**Work to be completed**
For this task, retype the records below exactly.

Given information Block Start

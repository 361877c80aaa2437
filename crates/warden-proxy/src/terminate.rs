//! Process tree termination
//!
//! Providers are spawned as the leader of their own process group, so killing the
//! group also reaches any grandchildren they started (e.g. `npx` wrappers spawning
//! `node`). Where group signaling is unavailable or fails, only the direct child is
//! killed.

use tokio::process::Child;
use tracing::{debug, warn};

/// Best-effort forceful termination of a child and its process group.
///
/// Returns an error only when not even the direct child could be signaled.
pub fn terminate_tree(provider_id: &str, child: &mut Child) -> std::io::Result<()> {
    let Some(pid) = child.id() else {
        // Already reaped
        return Ok(());
    };

    #[cfg(unix)]
    {
        use nix::sys::signal::{killpg, Signal};
        use nix::unistd::Pid;

        match killpg(Pid::from_raw(pid as i32), Signal::SIGKILL) {
            Ok(()) => {
                debug!(provider_id = %provider_id, pid, "Sent SIGKILL to process group");
                return Ok(());
            }
            Err(e) => {
                warn!(
                    provider_id = %provider_id,
                    pid,
                    error = ?e,
                    "killpg SIGKILL failed, falling back to single-process kill"
                );
            }
        }
    }

    debug!(provider_id = %provider_id, pid, "Killing provider process");
    child.start_kill()
}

Given information Block End

**Exercise output**
repository 361877c80aaa2437
filename crates/warden-proxy/src/terminate.rs
//! Process tree termination
//!
//! Providers are spawned as the leader of their own process group, so killing the
//! group also reaches any grandchildren they started (e.g. `npx` wrappers spawning
//! `node`). Where group signaling is unavailable or fails, only the direct child is
//! killed.

use tokio::process::Child;
use tracing::{debug, warn};

/// Best-effort forceful termination of a child and its process group.
///
/// Returns an error only when not even the direct child could be signaled.
pub fn terminate_tree(provider_id: &str, child: &mut Child) -> std::io::Result<()> {
    let Some(pid) = child.id() else {
        // Already reaped
        return Ok(());
    };

    #[cfg(unix)]
    {
        use nix::sys::signal::{killpg, Signal};
        use nix::unistd::Pid;

        match killpg(Pid::from_raw(pid as i32), Signal::SIGKILL) {
            Ok(()) => {
                debug!(provider_id = %provider_id, pid, "Sent SIGKILL to process group");
                return Ok(());
            }
            Err(e) => {
                warn!(
                    provider_id = %provider_id,
                    pid,
                    error = ?e,
                    "killpg SIGKILL failed, falling back to single-process kill"
                );
            }
        }
    }

    debug!(provider_id = %provider_id, pid, "Killing provider process");
    child.start_kill()
}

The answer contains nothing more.